Bintang di antara Gelapnya Malam (Cerpen Part 1)
Aulia Yanda Puspitasari
Namaku Vanesha Angel, biasa
dipanggil Vanesha. Aku lahir di Jakarta dan aku sekarang juga tinggal di
Jakarta, sedang duduk di bangku SMA kelas II. Di sini aku ingin menceritakan
sedikit tentang pengalamanku yang pernah aku alamin.
Saat awal aku masuk sekolah di SMA
31 Jakarta sebagai murid baru, rasanya malu sekali, karena tidak ada satu pun
yang mengenalku. Ketika itu ada satu cowo yang ingin sekali berkenalan
denganku.
Dia menyapaku “Hai namanya siapa? boleh diulang gak ? gua tadi kurang denger, soalnya
suara lu kecil banget.” Kata
lelaki teman sekelasku itu.
“Aku Vanesha.. ohh iyaa gapapa kok, emang suaraku kecil, sorry yaa.”

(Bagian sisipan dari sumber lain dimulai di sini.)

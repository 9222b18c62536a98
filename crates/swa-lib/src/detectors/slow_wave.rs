use crate::{
    config::{Anchor, Baseline, Polarity, SlowWaveConfig, WaveKind},
    error::{Result, SlowWaveError},
    metrics::{
        stats::{mean, median},
        summary::SlowWaveSummary,
    },
    phase::membership_map,
    signal::{ticks_to_sec, Discontinuity, Recording, SampleInterval, TickInterval},
};
use log::{debug, info};
use serde::{Deserialize, Serialize};

/// An extremum inside a wave.
#[derive(Debug, Clone, Copy, PartialEq, Serialize, Deserialize)]
pub struct Peak {
    pub amplitude: f64,
    pub sample: usize,
    pub tick: u64,
}

/// A detected slow oscillation bounded by two consecutive anchoring zero crossings.
#[derive(Debug, Clone, PartialEq, Serialize, Deserialize)]
pub struct SlowWave {
    pub kind: WaveKind,
    pub polarity: Polarity,
    pub samples: SampleInterval,
    pub ticks: TickInterval,
    pub down: Peak,
    pub up: Peak,
    /// Mid crossing separating the negative and positive half-waves.
    pub zero_crossing: usize,
    pub zero_crossing_tick: u64,
    /// Normalised phase (degrees) of every sample in `samples`; empty until annotated.
    pub phase: Vec<f64>,
}

impl SlowWave {
    pub fn peak_to_peak(&self) -> f64 {
        self.up.amplitude - self.down.amplitude
    }

    pub fn duration_sec(&self) -> f64 {
        self.ticks.duration_sec()
    }

    /// Duration of the half-wave below zero.
    pub fn negative_duration_sec(&self) -> f64 {
        match self.polarity {
            Polarity::PosToNeg => span_sec(self.ticks.start, self.zero_crossing_tick),
            Polarity::NegToPos => span_sec(self.zero_crossing_tick, self.ticks.stop),
        }
    }

    /// Duration of the half-wave above zero.
    pub fn positive_duration_sec(&self) -> f64 {
        match self.polarity {
            Polarity::PosToNeg => span_sec(self.zero_crossing_tick, self.ticks.stop),
            Polarity::NegToPos => span_sec(self.ticks.start, self.zero_crossing_tick),
        }
    }

    /// Down-going slope into the negative peak (uV/s).
    pub fn slope_neg1(&self) -> Option<f64> {
        if !self.kind.has_negative_slopes() {
            return None;
        }
        let from = match self.polarity {
            Polarity::PosToNeg => self.ticks.start,
            Polarity::NegToPos => self.zero_crossing_tick,
        };
        slope(self.down.amplitude, from, self.down.tick)
    }

    /// Up-going slope out of the negative peak (uV/s).
    pub fn slope_neg2(&self) -> Option<f64> {
        if !self.kind.has_negative_slopes() {
            return None;
        }
        let to = match self.polarity {
            Polarity::PosToNeg => self.zero_crossing_tick,
            Polarity::NegToPos => self.ticks.stop,
        };
        slope(-self.down.amplitude, self.down.tick, to)
    }

    /// Up-going slope into the positive peak (uV/s).
    pub fn slope_pos1(&self) -> Option<f64> {
        if !self.kind.has_positive_slopes() {
            return None;
        }
        let from = match self.polarity {
            Polarity::PosToNeg => self.zero_crossing_tick,
            Polarity::NegToPos => self.ticks.start,
        };
        slope(self.up.amplitude, from, self.up.tick)
    }

    /// Down-going slope out of the positive peak (uV/s).
    pub fn slope_pos2(&self) -> Option<f64> {
        if !self.kind.has_positive_slopes() {
            return None;
        }
        let to = match self.polarity {
            Polarity::PosToNeg => self.ticks.stop,
            Polarity::NegToPos => self.zero_crossing_tick,
        };
        slope(-self.up.amplitude, self.up.tick, to)
    }

    /// Sample a time-locked window is centred on.
    pub fn anchor_sample(&self, anchor: Anchor) -> usize {
        match anchor {
            Anchor::Onset => self.samples.start,
            Anchor::NegativePeak => self.down.sample,
            Anchor::PositivePeak => self.up.sample,
        }
    }
}

fn span_sec(from: u64, to: u64) -> f64 {
    ticks_to_sec(to.saturating_sub(from))
}

fn slope(delta: f64, from: u64, to: u64) -> Option<f64> {
    if to <= from {
        return None;
    }
    Some(delta / ticks_to_sec(to - from))
}

/// Negative-peak and peak-to-peak amplitude pair.
#[derive(Debug, Clone, Copy, Default, PartialEq, Serialize, Deserialize)]
pub struct Amplitudes {
    pub neg_peak: f64,
    pub peak_to_peak: f64,
}

fn is_anchor_crossing(prev: f64, cur: f64, polarity: Polarity) -> bool {
    match polarity {
        Polarity::PosToNeg => cur < 0.0 && prev >= 0.0,
        Polarity::NegToPos => cur >= 0.0 && prev < 0.0,
    }
}

/// Indices `i` where the trace crosses zero with the given polarity between `i - 1` and `i`.
pub fn zero_crossings(x: &[f64], polarity: Polarity) -> Vec<usize> {
    (1..x.len())
        .filter(|&i| is_anchor_crossing(x[i - 1], x[i], polarity))
        .collect()
}

/// Pair consecutive crossings into candidate intervals, dropping pairs that span a
/// gap or fall outside the whole-wave duration bounds.
pub fn segment(
    rec: &Recording<'_>,
    crossings: &[usize],
    disc: &impl Discontinuity,
    cfg: &SlowWaveConfig,
) -> Vec<SampleInterval> {
    let mut out = Vec::new();
    for pair in crossings.windows(2) {
        let (start, stop) = (pair[0], pair[1]);
        if disc.spans_gap(start, stop) {
            continue;
        }
        let t = span_sec(rec.ticks[start], rec.ticks[stop]);
        if cfg.t_lwr > 0.0 && (t < cfg.t_lwr || t > cfg.t_upr) {
            continue;
        }
        out.push(SampleInterval { start, stop });
    }
    out
}

/// Locate peaks and the mid crossing of a candidate. `Ok(None)` when the negative
/// half-wave duration bound rejects it.
pub fn extract(
    rec: &Recording<'_>,
    interval: SampleInterval,
    cfg: &SlowWaveConfig,
) -> Result<Option<SlowWave>> {
    let x = rec.filtered;
    let tp = rec.ticks;
    let (mut xi, mut yi) = (interval.start, interval.start);
    for j in interval.start..interval.stop {
        if x[j] < x[xi] {
            xi = j;
        }
        if x[j] > x[yi] {
            yi = j;
        }
    }

    let (peak1, peak2) = if xi < yi { (xi, yi) } else { (yi, xi) };
    // the mid crossing has the opposite sense to the anchoring crossings
    let mid = match cfg.polarity {
        Polarity::PosToNeg => Polarity::NegToPos,
        Polarity::NegToPos => Polarity::PosToNeg,
    };
    let zc = (peak1 + 1..=peak2)
        .filter(|&j| is_anchor_crossing(x[j - 1], x[j], mid))
        .last()
        .ok_or_else(|| {
            SlowWaveError::Internal(format!(
                "no mid zero crossing between samples {peak1} and {peak2} of wave {}-{}",
                interval.start, interval.stop
            ))
        })?;

    let wave = SlowWave {
        kind: cfg.kind,
        polarity: cfg.polarity,
        samples: interval,
        ticks: TickInterval::new(tp[interval.start], tp[interval.stop]),
        down: Peak {
            amplitude: x[xi],
            sample: xi,
            tick: tp[xi],
        },
        up: Peak {
            amplitude: x[yi],
            sample: yi,
            tick: tp[yi],
        },
        zero_crossing: zc,
        zero_crossing_tick: tp[zc],
        phase: Vec::new(),
    };

    if cfg.t_neg_lwr > 0.0 {
        let t = wave.negative_duration_sec();
        if t < cfg.t_neg_lwr || t > cfg.t_neg_upr {
            return Ok(None);
        }
    }
    Ok(Some(wave))
}

/// Baseline amplitudes over all candidates and the thresholds derived from them.
pub fn adaptive_thresholds(
    candidates: &[SlowWave],
    cfg: &SlowWaveConfig,
) -> (Amplitudes, Amplitudes) {
    let x: Vec<f64> = candidates.iter().map(|w| w.down.amplitude).collect();
    let p2p: Vec<f64> = candidates.iter().map(SlowWave::peak_to_peak).collect();
    let central = match cfg.baseline {
        Baseline::Mean => mean,
        Baseline::Median => median,
    };
    let baseline = Amplitudes {
        neg_peak: central(&x),
        peak_to_peak: central(&p2p),
    };
    let thresholds = Amplitudes {
        neg_peak: baseline.neg_peak * cfg.thr,
        peak_to_peak: baseline.peak_to_peak * cfg.thr,
    };
    (baseline, thresholds)
}

/// Relative and absolute acceptance criteria; all configured ones must hold.
pub fn accepts(wave: &SlowWave, cfg: &SlowWaveConfig, thresholds: &Amplitudes) -> bool {
    let p2p = wave.peak_to_peak();
    (cfg.thr == 0.0 || wave.down.amplitude <= thresholds.neg_peak)
        && (cfg.thr == 0.0 || p2p >= thresholds.peak_to_peak)
        && (cfg.uv_neg == 0.0 || wave.down.amplitude <= cfg.uv_neg)
        && (cfg.uv_p2p == 0.0 || p2p >= cfg.uv_p2p)
}

/// Detector session for a single channel: accepted waves plus everything derived
/// from them.
#[derive(Debug, Clone)]
pub struct SlowWaves {
    pub(crate) config: SlowWaveConfig,
    pub(crate) sample_rate: f64,
    pub(crate) duration_sec: f64,
    pub(crate) crossings: usize,
    pub(crate) candidates: usize,
    pub(crate) baseline: Amplitudes,
    pub(crate) thresholds: Amplitudes,
    pub(crate) waves: Vec<SlowWave>,
    pub(crate) summary: SlowWaveSummary,
    pub(crate) ticks: Vec<u64>,
    pub(crate) phase: Option<Vec<f64>>,
    pub(crate) membership: Vec<Option<usize>>,
}

impl SlowWaves {
    /// Run segmentation, extraction and thresholding over a filtered trace.
    pub fn detect(
        rec: &Recording<'_>,
        disc: &impl Discontinuity,
        cfg: &SlowWaveConfig,
    ) -> Result<Self> {
        cfg.validate()?;
        rec.check()?;

        info!(
            "detecting slow waves: {}-{}Hz, {:?} waves from {:?} crossings",
            cfg.f_lwr, cfg.f_upr, cfg.kind, cfg.polarity
        );
        if cfg.t_lwr > 0.0 {
            debug!("duration {}-{}s", cfg.t_lwr, cfg.t_upr);
        }
        if cfg.t_neg_lwr > 0.0 {
            debug!("negative half-wave duration {}-{}s", cfg.t_neg_lwr, cfg.t_neg_upr);
        }
        if cfg.thr > 0.0 {
            debug!("relative threshold {} ({:?} baseline)", cfg.thr, cfg.baseline);
        }
        if cfg.uv_neg < 0.0 || cfg.uv_p2p > 0.0 {
            debug!(
                "absolute thresholds {} uV negative peak, {} uV peak-to-peak",
                cfg.uv_neg, cfg.uv_p2p
            );
        }

        let crossings = zero_crossings(rec.filtered, cfg.polarity);
        let intervals = segment(rec, &crossings, disc, cfg);
        let mut candidates = Vec::with_capacity(intervals.len());
        for interval in intervals {
            if let Some(wave) = extract(rec, interval, cfg)? {
                candidates.push(wave);
            }
        }

        let (baseline, thresholds) = adaptive_thresholds(&candidates, cfg);
        let n_candidates = candidates.len();
        let waves: Vec<SlowWave> = candidates
            .into_iter()
            .filter(|w| accepts(w, cfg, &thresholds))
            .collect();

        let duration_sec = rec.duration_sec();
        let membership = membership_map(rec.len(), &waves);
        let summary = SlowWaveSummary::from_waves(&waves, duration_sec);
        info!(
            "{} zero crossings, {} candidates, of which {} slow waves met criteria",
            crossings.len(),
            n_candidates,
            waves.len()
        );
        if cfg.thr > 0.0 {
            info!(
                "relative thresholds (<x, >p2p) {} {}",
                thresholds.neg_peak, thresholds.peak_to_peak
            );
        }

        Ok(Self {
            config: cfg.clone(),
            sample_rate: rec.sample_rate,
            duration_sec,
            crossings: crossings.len(),
            candidates: n_candidates,
            baseline,
            thresholds,
            waves,
            summary,
            ticks: rec.ticks.to_vec(),
            phase: None,
            membership,
        })
    }

    pub fn waves(&self) -> &[SlowWave] {
        &self.waves
    }

    pub fn len(&self) -> usize {
        self.waves.len()
    }

    pub fn is_empty(&self) -> bool {
        self.waves.is_empty()
    }

    pub fn config(&self) -> &SlowWaveConfig {
        &self.config
    }

    pub fn sample_rate(&self) -> f64 {
        self.sample_rate
    }

    pub fn duration_sec(&self) -> f64 {
        self.duration_sec
    }

    /// Number of anchoring zero crossings found in the trace.
    pub fn crossing_count(&self) -> usize {
        self.crossings
    }

    /// Candidates that survived segmentation and the duration bounds.
    pub fn candidate_count(&self) -> usize {
        self.candidates
    }

    /// Central tendency of the candidates' amplitudes (`avg_x`, `avg_yminusx`).
    pub fn baseline(&self) -> Amplitudes {
        self.baseline
    }

    /// Relative acceptance thresholds (`th_x`, `th_yminusx`).
    pub fn thresholds(&self) -> Amplitudes {
        self.thresholds
    }

    pub fn summary(&self) -> &SlowWaveSummary {
        &self.summary
    }

    pub fn ticks(&self) -> &[u64] {
        &self.ticks
    }
}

Saatnya bel istirahat aku langsung
diajak oleh beberapa teman kelasku untuk ke pergi kantin. Kemudian ada
segerombolan cowok yang menghampiriku. “katanya
ada anak baru di kelas ini, mana dia?” Di saat itu teman-temanku langsung menarik aku
untuk langsung buru-buru ngacir ke kantin.
“Memangnya mereka kenapa? terkenal nakal kah? Kalian kok langsung menarikku
dan menghindari mereka.” Tanyaku keheranan.”
“Ahhh sudah nanti saja aku jelasin semuanya dan aku bakalan kenalin
ke mereka.” Salah satu temanku menjawab dengan nada sedikit kesal.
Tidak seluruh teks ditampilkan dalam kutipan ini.